■ **Exercise details**
Your task is to quote the listing below exactly, beginning with its first line and ending on the line bearing "use std::time::Duration;".

■ **Entries provided**
//! Integration tests for the acquisition engine.
//!
//! One mock server plays the primary API, the mirror and the library upload
//! endpoint; records go through the real store, orchestrator and pipeline.

mod support;

use std::path::Path;
use std::sync::Arc;
use std::time::Duration;

use hashfetch_core::fallback::MirrorFallbackConfig;
use hashfetch_core::pipeline::UploadConfig;
use hashfetch_core::store::{DownloadSource, RecordRepository, UploadStatus, unix_now};
use hashfetch_core::{
    Database, DownloadMetadata, DownloadStatus, HttpClient, LibraryUploader, MirrorFallback,
    Orchestrator, OrchestratorConfig, Pipeline, PipelineConfig, PrimaryConfig, PrimaryDownloader,
    QuotaTracker, RecordStore, RecordUpdate, StaticCredential, StoreError,
};
use support::socket_guard::start_mock_server_or_skip;
use tempfile::TempDir;
use wiremock::matchers::{method, path, query_param};
use wiremock::{Mock, MockServer, ResponseTemplate};

const HASH: &str = "0123456789abcdef0123456789abcdef";
const PAYLOAD: &[u8] = b"%PDF-1.7 integration payload";
const QUOTA_DELAY: Duration = Duration::from_secs(3600);

struct Harness {
    _dir: TempDir,
    library: std::path::PathBuf,
    indexer: std::path::PathBuf,
    store: RecordStore,
    quota: QuotaTracker,
    orchestrator: Orchestrator,
}

struct Options {
    primary: bool,
    fallback: bool,
    upload: bool,
    indexer: bool,
}

async fn harness(server: &MockServer, options: Options) -> Harness {
    let dir = TempDir::new().expect("failed to create temp dir");
    let library = dir.path().join("library");
    let indexer = dir.path().join("indexer");
    let store = RecordStore::new(Database::new_in_memory().await.unwrap());
    let records: Arc<dyn RecordRepository> = Arc::new(store.clone());
    let quota = QuotaTracker::new(Arc::clone(&records));
    let client = HttpClient::new().unwrap();

    let uploader = options.upload.then(|| {
        LibraryUploader::new(
            UploadConfig {
                endpoint: format!("{}/api/library/upload", server.uri()),
                library_id: "lib-1".to_string(),
                path_id: "path-1".to_string(),
                timeout: Duration::from_secs(5),
            },
            client.inner().clone(),
            Arc::new(StaticCredential::new(Some("secret-token".to_string()))),
        )
    });

    let pipeline = Pipeline::new(
        PipelineConfig {
            place_in_destination: true,
            destination_dir: library.clone(),
            upload: options.upload,
            place_in_indexer: options.indexer,
            indexer_dir: indexer.clone(),
            delete_temp: true,
            ..PipelineConfig::default()
        },
        uploader,
        Arc::clone(&records),
    );

    let mut orchestrator = Orchestrator::new(
        store.clone(),
        pipeline,
        OrchestratorConfig {
            temp_dir: dir.path().join("tmp"),
            quota_retry_delay: QUOTA_DELAY,
            lease_timeout: Duration::from_secs(120),
        },
    );
    if options.primary {
        let primary = PrimaryDownloader::new(
            PrimaryConfig {
                api_base: server.uri(),
                key: "account-key".to_string(),
                resolve_timeout: Duration::from_secs(5),
                path_index: None,
                domain_index: None,
                mirror_attempts: 1,
            },
            client.clone(),
            quota.clone(),
        )
        .unwrap();
        orchestrator = orchestrator.with_primary(primary);
    }
    if options.fallback {
        let fallback = MirrorFallback::new(
            MirrorFallbackConfig {
                url_template: format!("{}/mirror/{{hash}}.pdf", server.uri()),
                max_attempts: 2,
                default_countdown: Duration::from_secs(1),
                max_countdown: Duration::from_secs(5),
                retry_delay: Duration::from_millis(10),
                countdown_tick: Duration::from_millis(100),
            },
            client,
        );
        orchestrator = orchestrator.with_fallback(Arc::new(fallback));
    }

    Harness {
        _dir: dir,
        library,
        indexer,
        store,
        quota,
        orchestrator,
    }
}

async fn mount_primary(server: &MockServer, body: serde_json::Value) {
    Mock::given(method("GET"))
        .and(path("/dyn/api/fast_download.json"))
        .and(query_param("md5", HASH))
        .and(query_param("key", "account-key"))
        .respond_with(ResponseTemplate::new(200).set_body_json(body))
        .mount(server)
        .await;
}

async fn mount_mirror(server: &MockServer, status: u16) {
    let response = if status == 200 {
        ResponseTemplate::new(200).set_body_bytes(PAYLOAD.to_vec())
    } else {
        ResponseTemplate::new(status)
    };
    Mock::given(method("GET"))
        .and(path(format!("/mirror/{HASH}.pdf")))
        .respond_with(response)
        .mount(server)
        .await;
}

fn read(path: &str) -> Vec<u8> {
    std::fs::read(Path::new(path)).expect("final file should be readable")
}

#[tokio::test]
async fn test_primary_success_records_quota_and_places_file() {
    let Some(server) = start_mock_server_or_skip().await else {
        return;
    };
    mount_primary(
        &server,
        serde_json::json!({
            "download_url": format!("{}/files/book.pdf", server.uri()),
            "account_fast_download_info": {"downloads_left": 9, "downloads_per_day": 10}
        }),
    )
    .await;
    Mock::given(method("GET"))
        .and(path("/files/book.pdf"))
        .respond_with(ResponseTemplate::new(200).set_body_bytes(PAYLOAD.to_vec()))
        .expect(1)
        .mount(&server)
        .await;

    let h = harness(
        &server,
        Options {
            primary: true,
            fallback: false,
            upload: false,
            indexer: false,
        },
    )
    .await;
    h.orchestrator
        .request(HASH, &DownloadMetadata::default())
        .await
        .unwrap();
    let record = h.orchestrator.process(HASH).await.unwrap();

    assert_eq!(record.status(), DownloadStatus::Available);
    assert_eq!(record.source(), Some(DownloadSource::Primary));
    assert_eq!(record.downloads_left, Some(9));
    assert_eq!(record.retry_count, 0);
    assert_eq!(record.delayed_retry_count, 0);
    assert!((record.progress - 100.0).abs() < f64::EPSILON);

    let final_path = record.final_path.clone().unwrap();
    assert!(Path::new(&final_path).starts_with(&h.library));
    assert_eq!(read(&final_path), PAYLOAD);

    let latest = h.quota.latest().await.unwrap().unwrap();
    assert_eq!(latest.downloads_left, 9);
    assert_eq!(latest.downloads_per_day, 10);
}

#[tokio::test]
async fn test_quota_exhaustion_falls_back_to_mirror() {
    let Some(server) = start_mock_server_or_skip().await else {
        return;
    };
    mount_primary(
        &server,
        serde_json::json!({"download_url": null, "error": "no downloads left"}),
    )
    .await;
    mount_mirror(&server, 200).await;

    let h = harness(
        &server,
        Options {
            primary: true,
            fallback: true,
            upload: false,
            indexer: false,
        },
    )
    .await;
    h.orchestrator
        .request(HASH, &DownloadMetadata::default())
        .await
        .unwrap();
    let record = h.orchestrator.process(HASH).await.unwrap();

    assert_eq!(record.status(), DownloadStatus::Available);
    assert_eq!(record.source(), Some(DownloadSource::Fallback));
    assert_eq!(record.delayed_retry_count, 1);
    assert_eq!(record.retry_count, 0);
    assert!(record.next_retry_at.is_none());
    assert_eq!(read(&record.final_path.unwrap()), PAYLOAD);
}

#[tokio::test]
async fn test_quota_exhaustion_with_failing_fallback_delays_record() {
    let Some(server) = start_mock_server_or_skip().await else {
        return;
    };
    mount_primary(
        &server,
        serde_json::json!({
            "download_url": null,
            "error": "Not allowed",
            "account_fast_download_info": {"downloads_left": 0, "downloads_per_day": 10}
        }),
    )
    .await;
    mount_mirror(&server, 404).await;

    let h = harness(
        &server,
        Options {
            primary: true,
            fallback: true,
            upload: false,
            indexer: false,
        },
    )
    .await;
    h.orchestrator
        .request(HASH, &DownloadMetadata::default())
        .await
        .unwrap();
    let before = unix_now();
    let record = h.orchestrator.process(HASH).await.unwrap();

    assert_eq!(record.status(), DownloadStatus::Delayed);
    assert_eq!(record.delayed_retry_count, 1);
    assert_eq!(record.retry_count, 0);
    assert_eq!(record.downloads_left, Some(0));
    let next = record.next_retry_at.unwrap();
    let delay = i64::try_from(QUOTA_DELAY.as_secs()).unwrap();
    assert!(next >= before + delay, "next_retry_at should be about one delay away");
    assert!(next <= unix_now() + delay);
}

#[tokio::test]
async fn test_upload_failure_keeps_record_available() {
    let Some(server) = start_mock_server_or_skip().await else {
        return;
    };
    mount_mirror(&server, 200).await;
    Mock::given(method("POST"))
        .and(path("/api/library/upload"))
        .respond_with(ResponseTemplate::new(500).set_body_string("library unavailable"))
        .expect(1)
        .mount(&server)
        .await;

    let h = harness(
        &server,
        Options {
            primary: false,
            fallback: true,
            upload: true,
            indexer: false,
        },
    )
    .await;
    h.orchestrator
        .request(HASH, &DownloadMetadata::default())
        .await
        .unwrap();
    let record = h.orchestrator.process(HASH).await.unwrap();

    assert_eq!(record.status(), DownloadStatus::Available);
    assert_eq!(record.upload_status(), Some(UploadStatus::Failed));
    assert!(record.upload_error.as_deref().unwrap().contains("500"));
    assert!(record.uploaded_at.is_none());
    assert_eq!(read(&record.final_path.unwrap()), PAYLOAD);
}

#[tokio::test]
async fn test_upload_success_marks_completed() {
    let Some(server) = start_mock_server_or_skip().await else {
        return;
    };
    mount_mirror(&server, 200).await;
    Mock::given(method("POST"))
        .and(path("/api/library/upload"))
        .respond_with(ResponseTemplate::new(200))
        .expect(1)
        .mount(&server)
        .await;

    let h = harness(
        &server,
        Options {
            primary: false,
            fallback: true,
            upload: true,
            indexer: false,
        },
    )
    .await;
    h.orchestrator
        .request(HASH, &DownloadMetadata::default())
        .await
        .unwrap();
    let record = h.orchestrator.process(HASH).await.unwrap();

    assert_eq!(record.status(), DownloadStatus::Available);
    assert_eq!(record.upload_status(), Some(UploadStatus::Completed));
    assert!(record.uploaded_at.is_some());
}

#[tokio::test]
async fn test_pipeline_rerun_is_idempotent() {
    let Some(server) = start_mock_server_or_skip().await else {
        return;
    };
    mount_mirror(&server, 200).await;

    let h = harness(
        &server,
        Options {
            primary: false,
            fallback: true,
            upload: false,
            indexer: true,
        },
    )
    .await;
    h.orchestrator
        .request(HASH, &DownloadMetadata::default())
        .await
        .unwrap();
    let first = h.orchestrator.process(HASH).await.unwrap();
    let first_path = first.final_path.clone().unwrap();

    let report = h.orchestrator.rerun_pipeline(HASH).await.unwrap();

    assert_eq!(report.record.status(), DownloadStatus::Available);
    assert_eq!(report.record.final_path.as_deref(), Some(first_path.as_str()));
    assert_eq!(read(&first_path), PAYLOAD);
    let entries = std::fs::read_dir(&h.library).unwrap().count();
    assert_eq!(entries, 1, "rerun must not duplicate the placed file");
    let indexed = std::fs::read_dir(&h.indexer).unwrap().count();
    assert_eq!(indexed, 1, "rerun must not duplicate the indexer copy");
}

#[tokio::test]
async fn test_queued_record_cannot_jump_to_available() {
    let store = RecordStore::new(Database::new_in_memory().await.unwrap());
    store
        .create(HASH, &DownloadMetadata::default())
        .await
        .unwrap();

    let err = store
        .apply_update(HASH, RecordUpdate::status(DownloadStatus::Available))
        .await
        .unwrap_err();

    assert!(matches!(err, StoreError::InvalidTransition { .. }));
    assert_eq!(
        store.require(HASH).await.unwrap().status(),
        DownloadStatus::Queued
    );
}

#[tokio::test]
async fn test_cancel_then_reactivate_round_trip() {
    let Some(server) = start_mock_server_or_skip().await else {
        return;
    };
    let h = harness(
        &server,
        Options {
            primary: false,
            fallback: false,
            upload: false,
            indexer: false,
        },
    )
    .await;
    h.orchestrator
        .request(HASH, &DownloadMetadata::default())
        .await
        .unwrap();

    let cancelled = h.orchestrator.cancel(HASH).await.unwrap();
    assert_eq!(cancelled.status(), DownloadStatus::Cancelled);
    assert!(h.orchestrator.cancel(HASH).await.is_err());

    let requeued = h.orchestrator.reactivate(HASH).await.unwrap();
    assert_eq!(requeued.status(), DownloadStatus::Queued);
    assert_eq!(
        h.store.require(HASH).await.unwrap().status(),
        DownloadStatus::Queued
    );
}

#[tokio::test]
async fn test_run_pending_processes_every_queued_record() {
    let Some(server) = start_mock_server_or_skip().await else {
        return;
    };
    let other = "fedcba9876543210fedcba9876543210";
    mount_mirror(&server, 200).await;
    Mock::given(method("GET"))
        .and(path(format!("/mirror/{other}.pdf")))
        .respond_with(ResponseTemplate::new(404))
        .mount(&server)
        .await;

    let h = harness(
        &server,
        Options {
            primary: false,
            fallback: true,
            upload: false,
            indexer: false,
        },
    )
    .await;
    for hash in [HASH, other] {
        h.orchestrator
            .request(hash, &DownloadMetadata::default())
            .await
            .unwrap();
    }

    let stats = h.orchestrator.run_pending(2).await.unwrap();

    assert_eq!(stats.available, 1);
    assert_eq!(stats.failed, 1);
    assert_eq!(
        h.store.require(other).await.unwrap().status(),
        DownloadStatus::Error
    );
}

■ **Task result**
//! Integration tests for the acquisition engine.
//!
//! One mock server plays the primary API, the mirror and the library upload
//! endpoint; records go through the real store, orchestrator and pipeline.

mod support;

use std::path::Path;
use std::sync::Arc;
use std::time::Duration;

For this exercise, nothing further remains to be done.